Assigned task: Collect the lines of the entries where "monitoring" shows up.

Saved entries
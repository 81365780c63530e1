//! Persistence of calibrated strategy lists.

use crate::domain::error::DayTraderError;
use crate::domain::selector::StrategyBook;

pub trait StrategyStorePort {
    /// The stored book; an absent store loads as empty.
    fn load(&self) -> Result<StrategyBook, DayTraderError>;
    /// Replace the stored book.
    fn save(&self, book: &StrategyBook) -> Result<(), DayTraderError>;
}
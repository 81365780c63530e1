//! Technical indicator implementations.
//!
//! Every indicator returns one value per input candle. Warm-up positions are
//! `NaN`. An indicator that cannot produce a single valid value for the given
//! series length returns `None`, which the condition library treats as
//! "indicator not available for this window".
//!
//! The shared rolling helpers below operate on plain `f64` slices so that
//! indicators can be chained (EMA of a MACD line, SMA of PVT, ...). A window
//! containing `NaN` yields `NaN`.

pub mod atr;
pub mod bollinger;
pub mod candle_pattern;
pub mod cycle;
pub mod macd;
pub mod moving_average;
pub mod oscillator;
pub mod rsi;
pub mod trend;
pub mod volatility;
pub mod volume;

/// One value per candle, `NaN` where undefined.
pub type Series = Vec<f64>;

/// Index of the first non-`NaN` value.
pub fn first_valid(values: &[f64]) -> Option<usize> {
    values.iter().position(|v| !v.is_nan())
}

/// `true` when the series holds at least one defined value.
pub fn has_valid(values: &[f64]) -> bool {
    first_valid(values).is_some()
}

/// Simple moving average over `period` values.
pub fn sma(values: &[f64], period: usize) -> Series {
    rolling(values, period, |window| {
        window.iter().sum::<f64>() / period as f64
    })
}

/// Rolling sum over `period` values.
pub fn rolling_sum(values: &[f64], period: usize) -> Series {
    rolling(values, period, |window| window.iter().sum::<f64>())
}

pub fn rolling_max(values: &[f64], period: usize) -> Series {
    rolling(values, period, |window| {
        window.iter().copied().fold(f64::NEG_INFINITY, f64::max)
    })
}

pub fn rolling_min(values: &[f64], period: usize) -> Series {
    rolling(values, period, |window| {
        window.iter().copied().fold(f64::INFINITY, f64::min)
    })
}

/// Population standard deviation over `period` values (divides by N).
pub fn rolling_stddev(values: &[f64], period: usize) -> Series {
    rolling(values, period, |window| {
        let mean = window.iter().sum::<f64>() / period as f64;
        let variance = window
            .iter()
            .map(|v| {
                let diff = v - mean;
                diff * diff
            })
            .sum::<f64>()
            / period as f64;
        variance.sqrt()
    })
}

/// Apply `f` to every full window of `period` values ending at each index.
pub fn rolling<F>(values: &[f64], period: usize, f: F) -> Series
where
    F: Fn(&[f64]) -> f64,
{
    let mut out = vec![f64::NAN; values.len()];
    if period == 0 || values.len() < period {
        return out;
    }
    for i in (period - 1)..values.len() {
        let window = &values[i + 1 - period..=i];
        if window.iter().any(|v| v.is_nan()) {
            continue;
        }
        out[i] = f(window);
    }
    out
}

/// Exponential moving average, k = 2/(n+1), seeded with the SMA of the first
/// `period` defined values. Leading `NaN`s are skipped.
pub fn ema(values: &[f64], period: usize) -> Series {
    smoothed(values, period, 2.0 / (period as f64 + 1.0))
}

/// Wilder's smoothing (RMA), k = 1/n, seeded like [`ema`].
pub fn rma(values: &[f64], period: usize) -> Series {
    smoothed(values, period, 1.0 / period as f64)
}

fn smoothed(values: &[f64], period: usize, k: f64) -> Series {
    let mut out = vec![f64::NAN; values.len()];
    if period == 0 {
        return out;
    }
    let Some(start) = first_valid(values) else {
        return out;
    };
    if values.len() < start + period {
        return out;
    }

    let seed_end = start + period - 1;
    let seed = &values[start..=seed_end];
    if seed.iter().any(|v| v.is_nan()) {
        return out;
    }
    let mut avg = seed.iter().sum::<f64>() / period as f64;
    out[seed_end] = avg;

    for i in (seed_end + 1)..values.len() {
        if values[i].is_nan() {
            continue;
        }
        avg = values[i] * k + avg * (1.0 - k);
        out[i] = avg;
    }
    out
}

/// 1.0 where the value rose against the previous one, 0.0 where it did not,
/// `NaN` where either side is undefined.
pub fn rising(values: &[f64]) -> Series {
    let mut out = vec![f64::NAN; values.len()];
    for i in 1..values.len() {
        let (prev, curr) = (values[i - 1], values[i]);
        if prev.is_nan() || curr.is_nan() {
            continue;
        }
        out[i] = if curr > prev { 1.0 } else { 0.0 };
    }
    out
}

/// Element-wise `a - b`.
pub fn subtract(a: &[f64], b: &[f64]) -> Series {
    a.iter().zip(b).map(|(x, y)| x - y).collect()
}

/// `Some(series)` when at least one value is defined.
pub fn available(series: Series) -> Option<Series> {
    if has_valid(&series) { Some(series) } else { None }
}

#[cfg(test)]
mod tests {
    use super::*;
    use approx::assert_relative_eq;

    #[test]
    fn sma_warmup_and_values() {
        let out = sma(&[1.0, 2.0, 3.0, 4.0], 3);
        assert!(out[0].is_nan());
        assert!(out[1].is_nan());
        assert_relative_eq!(out[2], 2.0);
        assert_relative_eq!(out[3], 3.0);
    }

    #[test]
    fn sma_too_short_is_all_nan() {
        let out = sma(&[1.0, 2.0], 3);
        assert!(out.iter().all(|v| v.is_nan()));
        assert!(!has_valid(&out));
    }

    #[test]
    fn rolling_window_with_nan_is_nan() {
        let out = rolling_sum(&[f64::NAN, 1.0, 2.0, 3.0], 2);
        assert!(out[1].is_nan());
        assert_relative_eq!(out[2], 3.0);
        assert_relative_eq!(out[3], 5.0);
    }

    #[test]
    fn ema_seed_is_sma() {
        let out = ema(&[10.0, 20.0, 30.0, 40.0], 3);
        assert!(out[1].is_nan());
        assert_relative_eq!(out[2], 20.0);
        // k = 0.5
        assert_relative_eq!(out[3], 40.0 * 0.5 + 20.0 * 0.5);
    }

    #[test]
    fn ema_skips_leading_nan() {
        let out = ema(&[f64::NAN, f64::NAN, 10.0, 20.0, 30.0], 2);
        assert!(out[2].is_nan());
        assert_relative_eq!(out[3], 15.0);
        let k = 2.0 / 3.0;
        assert_relative_eq!(out[4], 30.0 * k + 15.0 * (1.0 - k));
    }

    #[test]
    fn rma_uses_wilder_factor() {
        let out = rma(&[2.0, 4.0, 6.0], 2);
        assert_relative_eq!(out[1], 3.0);
        assert_relative_eq!(out[2], (3.0 * 1.0 + 6.0) / 2.0);
    }

    #[test]
    fn rolling_extremes() {
        let values = [3.0, 1.0, 4.0, 1.0, 5.0];
        let max = rolling_max(&values, 3);
        let min = rolling_min(&values, 3);
        assert_relative_eq!(max[2], 4.0);
        assert_relative_eq!(max[4], 5.0);
        assert_relative_eq!(min[2], 1.0);
        assert_relative_eq!(min[4], 1.0);
    }

    #[test]
    fn stddev_constant_is_zero() {
        let out = rolling_stddev(&[5.0, 5.0, 5.0], 3);
        assert_relative_eq!(out[2], 0.0);
    }

    #[test]
    fn rising_flags() {
        let out = rising(&[1.0, 2.0, 2.0, 1.0]);
        assert!(out[0].is_nan());
        assert_relative_eq!(out[1], 1.0);
        assert_relative_eq!(out[2], 0.0);
        assert_relative_eq!(out[3], 0.0);
    }

    #[test]
    fn available_requires_a_defined_value() {
        assert!(available(vec![f64::NAN, f64::NAN]).is_none());
        assert!(available(vec![f64::NAN, 1.0]).is_some());
    }
}
//! Average True Range with Wilder smoothing.

use crate::domain::candle::Candle;
use crate::domain::indicator::Series;

pub fn true_ranges(candles: &[Candle]) -> Series {
    candles
        .iter()
        .enumerate()
        .map(|(i, candle)| {
            if i == 0 {
                candle.high - candle.low
            } else {
                candle.true_range(candles[i - 1].close)
            }
        })
        .collect()
}

pub fn calc_atr(candles: &[Candle], period: usize) -> Option<Series> {
    if candles.len() < period || period == 0 {
        return None;
    }

    let tr_values = true_ranges(candles);
    let mut results = vec![f64::NAN; candles.len()];

    let seed: f64 = tr_values[..period].iter().sum::<f64>() / period as f64;
    results[period - 1] = seed;

    let mut prev_atr = seed;
    for i in period..candles.len() {
        let atr = (prev_atr * (period - 1) as f64 + tr_values[i]) / period as f64;
        results[i] = atr;
        prev_atr = atr;
    }

    Some(results)
}

#[cfg(test)]
mod tests {
    use super::*;
    use chrono::NaiveDate;

    fn make_candle(minute: u32, high: f64, low: f64, close: f64) -> Candle {
        Candle {
            timestamp: NaiveDate::from_ymd_opt(2024, 1, 2)
                .unwrap()
                .and_hms_opt(10, minute, 0)
                .unwrap(),
            open: close,
            high,
            low,
            close,
            volume: 1000,
        }
    }

    #[test]
    fn atr_warmup() {
        let candles: Vec<Candle> = (0..5).map(|i| make_candle(i, 110.0, 90.0, 100.0)).collect();

        let series = calc_atr(&candles, 3).unwrap();
        assert_eq!(series.len(), 5);
        assert!(series[0].is_nan());
        assert!(series[1].is_nan());
        assert!(!series[2].is_nan());
        assert!(!series[4].is_nan());
    }

    #[test]
    fn atr_seed_is_average() {
        let candles = vec![
            make_candle(0, 110.0, 100.0, 105.0),
            make_candle(1, 115.0, 105.0, 110.0),
            make_candle(2, 120.0, 110.0, 115.0),
        ];

        let series = calc_atr(&candles, 3).unwrap();
        assert!((series[2] - 10.0).abs() < 1e-9);
    }

    #[test]
    fn atr_wilder_smoothing() {
        let candles = vec![
            make_candle(0, 110.0, 100.0, 105.0),
            make_candle(1, 115.0, 105.0, 110.0),
            make_candle(2, 120.0, 110.0, 115.0),
            make_candle(3, 125.0, 115.0, 120.0),
        ];

        let series = calc_atr(&candles, 3).unwrap();
        let expected = (10.0 * 2.0 + 10.0) / 3.0;
        assert!((series[3] - expected).abs() < 1e-9);
    }

    #[test]
    fn atr_insufficient_candles() {
        let candles: Vec<Candle> = (0..2).map(|i| make_candle(i, 110.0, 90.0, 100.0)).collect();
        assert!(calc_atr(&candles, 5).is_none());
    }

    #[test]
    fn true_range_uses_gaps() {
        let candles = vec![
            make_candle(0, 110.0, 100.0, 105.0),
            make_candle(1, 130.0, 120.0, 125.0),
        ];
        let tr = true_ranges(&candles);
        assert!((tr[0] - 10.0).abs() < 1e-9);
        // |130 - 105| = 25
        assert!((tr[1] - 25.0).abs() < 1e-9);
    }
}
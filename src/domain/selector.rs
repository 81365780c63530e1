//! Strategy selection: filtering, ranking and short-listing of walk summaries.

use crate::domain::strategy::parse_id;
use crate::domain::summary::StrategySummary;
use serde::{Deserialize, Serialize};
use std::collections::{BTreeMap, HashMap};
use std::fmt;
use tracing::{debug, warn};

/// Summaries below this point score are discarded in filter mode.
pub const MIN_POINTS: i64 = -10;
/// Filter mode keeps only profits strictly above this.
pub const MIN_PROFIT: i64 = 100;
/// Minimum share of good trades, percent.
pub const MIN_EFFICIENCY: u32 = 50;
/// The short-list keeps adding point levels until it holds more than this.
pub const SHORT_LIST_SIZE: usize = 3;

/// Label of the short-list a live session trades.
pub const SHORT_LIST_LABEL: &str = "use";

#[derive(Debug, Clone, Copy, PartialEq, Eq)]
pub enum SelectionMode {
    /// Drop weak summaries, rank by (points, profit) descending.
    Filter,
    /// Keep everything, rank by profit descending.
    Adjust,
}

pub fn passes_filter(summary: &StrategySummary) -> bool {
    summary.points >= MIN_POINTS
        && summary.profit > MIN_PROFIT
        && summary.efficiency >= MIN_EFFICIENCY
}

pub fn select(mut summaries: Vec<StrategySummary>, mode: SelectionMode) -> Vec<StrategySummary> {
    let total = summaries.len();
    match mode {
        SelectionMode::Filter => {
            summaries.retain(passes_filter);
            summaries.sort_by(|a, b| b.points.cmp(&a.points).then(b.profit.cmp(&a.profit)));
        }
        SelectionMode::Adjust => summaries.sort_by(|a, b| b.profit.cmp(&a.profit)),
    }
    debug!(?mode, total, kept = summaries.len(), "strategies selected");
    summaries
}

/// Every strategy of the best point levels, level by level, until more than
/// [`SHORT_LIST_SIZE`] are collected.
pub fn short_list(ranked: &[StrategySummary]) -> Vec<StrategySummary> {
    let mut levels: Vec<i64> = ranked.iter().map(|s| s.points).collect();
    levels.sort_unstable_by(|a, b| b.cmp(a));
    levels.dedup();

    let mut top = Vec::new();
    for level in levels {
        top.extend(ranked.iter().filter(|s| s.points == level).cloned());
        if top.len() > SHORT_LIST_SIZE {
            break;
        }
    }
    top
}

/// How often one condition occurs among a set of strategies.
#[derive(Debug, Clone, PartialEq, Eq, Serialize, Deserialize)]
pub struct IndicatorUsage {
    pub condition: String,
    pub count: usize,
}

impl fmt::Display for IndicatorUsage {
    fn fmt(&self, f: &mut fmt::Formatter<'_>) -> fmt::Result {
        write!(f, "{} - {}", self.condition, self.count)
    }
}

/// Occurrences of every `(Category) NAME` across `summaries`, most used
/// first. Unparseable identifiers are skipped.
pub fn indicator_usage(summaries: &[StrategySummary]) -> Vec<IndicatorUsage> {
    let mut counts: HashMap<String, usize> = HashMap::new();
    for summary in summaries {
        match parse_id(&summary.strategy) {
            Ok(refs) => {
                for r in refs {
                    *counts.entry(format!("({}) {}", r.category, r.name)).or_default() += 1;
                }
            }
            Err(err) => warn!(strategy = %summary.strategy, error = %err, "skipping in usage statistics"),
        }
    }

    let mut usage: Vec<IndicatorUsage> = counts
        .into_iter()
        .map(|(condition, count)| IndicatorUsage { condition, count })
        .collect();
    usage.sort_by(|a, b| b.count.cmp(&a.count).then_with(|| a.condition.cmp(&b.condition)));
    usage
}

/// Ranked strategy lists keyed by label (`"30d"`, `"15d"`, `"use"`), plus
/// the usage statistics of the last full calibration.
#[derive(Debug, Clone, Default, PartialEq, Serialize, Deserialize)]
pub struct StrategyBook {
    #[serde(default)]
    pub lists: BTreeMap<String, Vec<StrategySummary>>,
    #[serde(default)]
    pub indicator_usage: Vec<IndicatorUsage>,
}

impl StrategyBook {
    /// The list stored under `label`, empty when absent.
    pub fn list(&self, label: &str) -> &[StrategySummary] {
        self.lists.get(label).map(Vec::as_slice).unwrap_or_default()
    }

    pub fn ids(&self, label: &str) -> Vec<String> {
        self.list(label).iter().map(|s| s.strategy.clone()).collect()
    }

    /// Overwrite one label, leaving the others untouched.
    pub fn replace(&mut self, label: impl Into<String>, list: Vec<StrategySummary>) {
        self.lists.insert(label.into(), list);
    }

    pub fn labels(&self) -> impl Iterator<Item = &str> {
        self.lists.keys().map(String::as_str)
    }
}
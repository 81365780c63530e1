//! Condition library.
//!
//! Every condition is a pair of fixed-threshold predicates over one frame
//! row. The catalog is a closed enum ([`ConditionKind`]); building a
//! [`ConditionSet`] computes the indicator columns a kind depends on and
//! registers the kind only when its indicator produced a value for the
//! frame's window. Columns that no registered condition reads are pruned.

use crate::domain::frame::{Column, Frame, Row};
use crate::domain::indicator::{
    Series, bollinger, candle_pattern, cycle, macd, moving_average, oscillator, rising, rsi,
    trend, volatility, volume,
};
use std::fmt;
use std::str::FromStr;
use tracing::debug;

/// Indicator family. Strategies combine conditions of distinct categories.
#[derive(Debug, Clone, Copy, PartialEq, Eq, Hash, PartialOrd, Ord)]
pub enum Category {
    Volatility,
    Trend,
    Candle,
    Overlap,
    Momentum,
    Volume,
    Cycles,
}

impl Category {
    pub const ALL: [Category; 7] = [
        Category::Volatility,
        Category::Trend,
        Category::Candle,
        Category::Overlap,
        Category::Momentum,
        Category::Volume,
        Category::Cycles,
    ];

    pub fn name(self) -> &'static str {
        match self {
            Category::Volatility => "Volatility",
            Category::Trend => "Trend",
            Category::Candle => "Candle",
            Category::Overlap => "Overlap",
            Category::Momentum => "Momentum",
            Category::Volume => "Volume",
            Category::Cycles => "Cycles",
        }
    }
}

impl fmt::Display for Category {
    fn fmt(&self, f: &mut fmt::Formatter<'_>) -> fmt::Result {
        f.write_str(self.name())
    }
}

impl FromStr for Category {
    type Err = String;

    fn from_str(s: &str) -> Result<Self, Self::Err> {
        Category::ALL
            .into_iter()
            .find(|c| c.name() == s)
            .ok_or_else(|| format!("unknown category '{s}'"))
    }
}

const MASSI_BAND: (f64, f64) = (26.0, 27.0);
const NEUTRAL_LEVEL: f64 = 50.0;
const STC_BUY_BELOW: f64 = 75.0;
const STC_SELL_ABOVE: f64 = 25.0;
const UO_OVERSOLD: f64 = 30.0;
const UO_OVERBOUGHT: f64 = 70.0;
const BOP_LEVEL: f64 = 0.25;
const CMF_LEVEL: f64 = 0.05;
const EBSW_LEVEL: f64 = 0.5;
const ALMA_PERIOD: usize = 18;
const ALMA_SIGMA: f64 = 6.0;
const ALMA_OFFSET: f64 = 0.85;
const HILO_HIGH: usize = 11;
const HILO_LOW: usize = 18;
const SUPERTREND_PERIOD: usize = 14;
const SUPERTREND_MULTIPLIER: f64 = 6.0;
const DEMA_FAST: usize = 20;
const DEMA_SLOW: usize = 30;
const RVGI_PERIOD: usize = 14;
const UO_PERIODS: (usize, usize, usize) = (7, 14, 28);
//! Typed settings, built from a [`ConfigPort`] after validation.

use crate::domain::candle::Lookback;
use crate::domain::config_validation::{self, read_lookback, read_time, required_string};
use crate::domain::error::DayTraderError;
use crate::domain::instrument::Instrument;
use crate::domain::retry::RetryPolicy;
use crate::domain::session::SessionTimes;
use crate::domain::walker::{TradeLimits, WalkerConfig};
use crate::ports::config_port::ConfigPort;
use std::path::PathBuf;
use std::time::Duration;

pub const DEFAULT_STOP_LOSS: f64 = 0.98;
pub const DEFAULT_TAKE_PROFIT: f64 = 1.015;
pub const DEFAULT_TRAILING_STOP: f64 = 0.99;
pub const DEFAULT_MAX_SPREAD: f64 = 0.65;
pub const DEFAULT_MAX_SPREAD_EVENING: f64 = 1.0;
pub const DEFAULT_POLL_INTERVAL_SECS: i64 = 60;
pub const DEFAULT_SELL_CONFIRM_PAUSE_SECS: i64 = 1;
pub const DEFAULT_MAX_CANDLE_AGE_SECS: i64 = 122;

#[derive(Debug, Clone, PartialEq)]
pub struct InstrumentSettings {
    /// Underlying index the strategies are evaluated on.
    pub monitoring: String,
    pub bull: String,
    pub bear: String,
    pub account: String,
}

impl InstrumentSettings {
    /// Broker id of `instrument`.
    pub fn id(&self, instrument: Instrument) -> &str {
        match instrument {
            Instrument::Bull => &self.bull,
            Instrument::Bear => &self.bear,
        }
    }
}

/// Live trading limits. `stop_loss`, `take_profit` and `trailing_stop` are
/// price multipliers (0.98 = 2% below the reference price).
#[derive(Debug, Clone, PartialEq)]
pub struct TradingSettings {
    pub budget: f64,
    pub stop_loss: f64,
    pub take_profit: f64,
    pub trailing_stop: f64,
    /// Spread limits, percent.
    pub max_spread: f64,
    pub max_spread_evening: f64,
    pub poll_interval: Duration,
    pub sell_confirm_pause: Duration,
    pub max_candle_age: Duration,
}

impl Default for TradingSettings {
    fn default() -> Self {
        Self {
            budget: 0.0,
            stop_loss: DEFAULT_STOP_LOSS,
            take_profit: DEFAULT_TAKE_PROFIT,
            trailing_stop: DEFAULT_TRAILING_STOP,
            max_spread: DEFAULT_MAX_SPREAD,
            max_spread_evening: DEFAULT_MAX_SPREAD_EVENING,
            poll_interval: secs(DEFAULT_POLL_INTERVAL_SECS),
            sell_confirm_pause: secs(DEFAULT_SELL_CONFIRM_PAUSE_SECS),
            max_candle_age: secs(DEFAULT_MAX_CANDLE_AGE_SECS),
        }
    }
}

#[derive(Debug, Clone, PartialEq)]
pub struct CalibrationSettings {
    pub data_dir: PathBuf,
    pub store_path: PathBuf,
    pub long_lookback: Lookback,
    pub test_lookback: Lookback,
    pub adjust_lookback: Lookback,
    pub adjust_limit_hours: u32,
    pub resolution: String,
}

impl Default for CalibrationSettings {
    fn default() -> Self {
        Self {
            data_dir: PathBuf::from("data"),
            store_path: PathBuf::from("strategies.json"),
            long_lookback: Lookback::days(30),
            test_lookback: Lookback::days(15),
            adjust_lookback: Lookback::days(1),
            adjust_limit_hours: 4,
            resolution: "1m".to_string(),
        }
    }
}

#[derive(Debug, Clone, PartialEq)]
pub struct Settings {
    pub instruments: InstrumentSettings,
    pub trading: TradingSettings,
    pub session: SessionTimes,
    pub walker: WalkerConfig,
    pub calibration: CalibrationSettings,
    pub retry: RetryPolicy,
}

impl Settings {
    /// Validate `config`, then read it into typed settings.
    pub fn from_config(config: &dyn ConfigPort) -> Result<Settings, DayTraderError> {
        config_validation::validate_settings(config)?;

        let instruments = InstrumentSettings {
            monitoring: required_string(config, "instruments", "monitoring")?,
            bull: required_string(config, "instruments", "bull")?,
            bear: required_string(config, "instruments", "bear")?,
            account: required_string(config, "instruments", "account")?,
        };

        let trading = TradingSettings {
            budget: config.get_double("trading", "budget", 0.0),
            stop_loss: config.get_double("trading", "stop_loss", DEFAULT_STOP_LOSS),
            take_profit: config.get_double("trading", "take_profit", DEFAULT_TAKE_PROFIT),
            trailing_stop: config.get_double("trading", "trailing_stop", DEFAULT_TRAILING_STOP),
            max_spread: config.get_double("trading", "max_spread", DEFAULT_MAX_SPREAD),
            max_spread_evening: config.get_double(
                "trading",
                "max_spread_evening",
                DEFAULT_MAX_SPREAD_EVENING,
            ),
            poll_interval: secs(config.get_int(
                "trading",
                "poll_interval_secs",
                DEFAULT_POLL_INTERVAL_SECS,
            )),
            sell_confirm_pause: secs(config.get_int(
                "trading",
                "sell_confirm_pause_secs",
                DEFAULT_SELL_CONFIRM_PAUSE_SECS,
            )),
            max_candle_age: secs(config.get_int(
                "trading",
                "max_candle_age_secs",
                DEFAULT_MAX_CANDLE_AGE_SECS,
            )),
        };

        let defaults = SessionTimes::default();
        let session = SessionTimes {
            morning_transition: read_time(config, "morning_transition", defaults.morning_transition)?,
            day: read_time(config, "day", defaults.day)?,
            evening_transition: read_time(config, "evening_transition", defaults.evening_transition)?,
            evening: read_time(config, "evening", defaults.evening)?,
            night: read_time(config, "night", defaults.night)?,
        };

        let walker_defaults = WalkerConfig::default();
        let walker = WalkerConfig {
            session_start: read_time(config, "walk_start", walker_defaults.session_start)?,
            session_close: read_time(config, "walk_close", walker_defaults.session_close)?,
            limits: config
                .get_bool("calibration", "trade_limits", false)
                .then_some(TradeLimits {
                    stop_loss: trading.stop_loss,
                    take_profit: trading.take_profit,
                }),
        };

        let calibration_defaults = CalibrationSettings::default();
        let calibration = CalibrationSettings {
            data_dir: config
                .get_string("calibration", "data_dir")
                .map_or(calibration_defaults.data_dir, PathBuf::from),
            store_path: config
                .get_string("calibration", "store_path")
                .map_or(calibration_defaults.store_path, PathBuf::from),
            long_lookback: read_lookback(config, "long_lookback", calibration_defaults.long_lookback)?,
            test_lookback: read_lookback(config, "test_lookback", calibration_defaults.test_lookback)?,
            adjust_lookback: read_lookback(
                config,
                "adjust_lookback",
                calibration_defaults.adjust_lookback,
            )?,
            adjust_limit_hours: config.get_int(
                "calibration",
                "adjust_limit_hours",
                i64::from(calibration_defaults.adjust_limit_hours),
            ) as u32,
            resolution: config
                .get_string("calibration", "resolution")
                .unwrap_or(calibration_defaults.resolution),
        };

        let retry_defaults = RetryPolicy::default();
        let retry = RetryPolicy {
            max_attempts: config.get_int(
                "retry",
                "max_attempts",
                i64::from(retry_defaults.max_attempts),
            ) as u32,
            backoff: secs(config.get_int(
                "retry",
                "backoff_secs",
                retry_defaults.backoff.as_secs() as i64,
            )),
            backoff_step: secs(config.get_int(
                "retry",
                "backoff_step_secs",
                retry_defaults.backoff_step.as_secs() as i64,
            )),
        };

        Ok(Settings {
            instruments,
            trading,
            session,
            walker,
            calibration,
            retry,
        })
    }
}

fn secs(value: i64) -> Duration {
    Duration::from_secs(value.max(0) as u64)
}
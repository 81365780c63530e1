//! Trading day phases.

use chrono::NaiveTime;
use std::fmt;
use tracing::info;

/// Coarse position of the wall clock within a trading day. Ordered: a
/// session only ever moves forward through these.
#[derive(Debug, Clone, Copy, PartialEq, Eq, PartialOrd, Ord, Hash)]
pub enum DayPhase {
    Morning,
    MorningTransition,
    Day,
    EveningTransition,
    Evening,
    Night,
}

impl DayPhase {
    /// Phases in which new positions may be opened.
    pub fn allows_buy(self) -> bool {
        matches!(self, DayPhase::MorningTransition | DayPhase::Day)
    }

    /// Phases in which the session talks to the broker at all.
    pub fn is_trading(self) -> bool {
        matches!(
            self,
            DayPhase::MorningTransition | DayPhase::Day | DayPhase::Evening
        )
    }
}

impl fmt::Display for DayPhase {
    fn fmt(&self, f: &mut fmt::Formatter<'_>) -> fmt::Result {
        f.write_str(match self {
            DayPhase::Morning => "morning",
            DayPhase::MorningTransition => "morning_transition",
            DayPhase::Day => "day",
            DayPhase::EveningTransition => "evening_transition",
            DayPhase::Evening => "evening",
            DayPhase::Night => "night",
        })
    }
}

/// Start times of every phase after `Morning`.
#[derive(Debug, Clone, Copy, PartialEq, Eq)]
pub struct SessionTimes {
    pub morning_transition: NaiveTime,
    pub day: NaiveTime,
    pub evening_transition: NaiveTime,
    pub evening: NaiveTime,
    pub night: NaiveTime,
}

impl Default for SessionTimes {
    fn default() -> Self {
        let hm = |h, m| NaiveTime::from_hms_opt(h, m, 0).unwrap_or_default();
        Self {
            morning_transition: hm(9, 0),
            day: hm(10, 0),
            evening_transition: hm(17, 15),
            evening: hm(17, 20),
            night: hm(17, 25),
        }
    }
}

impl SessionTimes {
    fn boundaries(&self) -> [(NaiveTime, DayPhase); 5] {
        [
            (self.morning_transition, DayPhase::MorningTransition),
            (self.day, DayPhase::Day),
            (self.evening_transition, DayPhase::EveningTransition),
            (self.evening, DayPhase::Evening),
            (self.night, DayPhase::Night),
        ]
    }

    /// Boundaries strictly increase.
    pub fn is_ordered(&self) -> bool {
        self.boundaries().windows(2).all(|w| w[0].0 < w[1].0)
    }

    pub fn phase_at(&self, time: NaiveTime) -> DayPhase {
        self.boundaries()
            .iter()
            .rev()
            .find(|(start, _)| time >= *start)
            .map_or(DayPhase::Morning, |&(_, phase)| phase)
    }
}

/// The phase of one session, advanced from the wall clock.
#[derive(Debug, Clone)]
pub struct DayClock {
    times: SessionTimes,
    phase: DayPhase,
}

impl DayClock {
    pub fn new(times: SessionTimes) -> Self {
        Self {
            times,
            phase: DayPhase::Morning,
        }
    }

    pub fn phase(&self) -> DayPhase {
        self.phase
    }

    /// Move to the phase of `now` if it lies ahead; never moves back.
    pub fn update(&mut self, now: NaiveTime) -> DayPhase {
        let next = self.times.phase_at(now);
        if next > self.phase {
            info!(from = %self.phase, to = %next, "day phase changed");
            self.phase = next;
        }
        self.phase
    }
}
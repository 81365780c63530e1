//! Narrow collaborator traits the domain is written against.

pub mod broker_port;
pub mod clock_port;
pub mod config_port;
pub mod market_data_port;
pub mod notifier_port;
pub mod strategy_store_port;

Solution:
    pub monitoring: String,
            monitoring: required_string(config, "instruments", "monitoring")?,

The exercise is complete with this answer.